**WORK TO COMPLETE:** Stop after the line with "path out. Parent"; until then, please copy every line of the records word for word from the first.

**DATASET ENTRIES:**
+ + + + +

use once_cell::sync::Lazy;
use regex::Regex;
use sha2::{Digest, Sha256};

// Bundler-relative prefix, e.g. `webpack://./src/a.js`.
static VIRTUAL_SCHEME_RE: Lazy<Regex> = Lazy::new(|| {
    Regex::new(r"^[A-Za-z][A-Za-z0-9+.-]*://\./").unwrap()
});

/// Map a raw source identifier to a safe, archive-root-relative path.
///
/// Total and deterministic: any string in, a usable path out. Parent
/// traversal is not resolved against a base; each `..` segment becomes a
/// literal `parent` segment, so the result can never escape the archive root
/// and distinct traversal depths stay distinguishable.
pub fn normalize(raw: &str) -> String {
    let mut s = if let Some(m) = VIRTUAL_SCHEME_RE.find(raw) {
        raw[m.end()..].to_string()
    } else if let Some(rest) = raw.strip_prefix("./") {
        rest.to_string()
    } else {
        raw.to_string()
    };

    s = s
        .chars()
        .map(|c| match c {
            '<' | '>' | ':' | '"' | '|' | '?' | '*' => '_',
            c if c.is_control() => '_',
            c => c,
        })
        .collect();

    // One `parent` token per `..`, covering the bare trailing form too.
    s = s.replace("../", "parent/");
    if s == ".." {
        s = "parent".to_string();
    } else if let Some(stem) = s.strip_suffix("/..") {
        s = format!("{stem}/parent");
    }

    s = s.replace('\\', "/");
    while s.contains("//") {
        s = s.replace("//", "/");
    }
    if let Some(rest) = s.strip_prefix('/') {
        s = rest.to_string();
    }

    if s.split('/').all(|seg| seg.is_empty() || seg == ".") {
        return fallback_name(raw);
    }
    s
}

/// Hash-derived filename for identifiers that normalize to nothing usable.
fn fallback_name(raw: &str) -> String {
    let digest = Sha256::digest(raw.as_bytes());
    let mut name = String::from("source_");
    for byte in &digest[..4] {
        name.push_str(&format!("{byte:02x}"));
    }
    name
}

+ + + + +

**WRITTEN SOLUTION:**
use once_cell::sync::Lazy;
use regex::Regex;
use sha2::{Digest, Sha256};

// Bundler-relative prefix, e.g. `webpack://./src/a.js`.
static VIRTUAL_SCHEME_RE: Lazy<Regex> = Lazy::new(|| {
    Regex::new(r"^[A-Za-z][A-Za-z0-9+.-]*://\./").unwrap()
});

/// Map a raw source identifier to a safe, archive-root-relative path.
///
/// Total and deterministic: any string in, a usable path out. Parent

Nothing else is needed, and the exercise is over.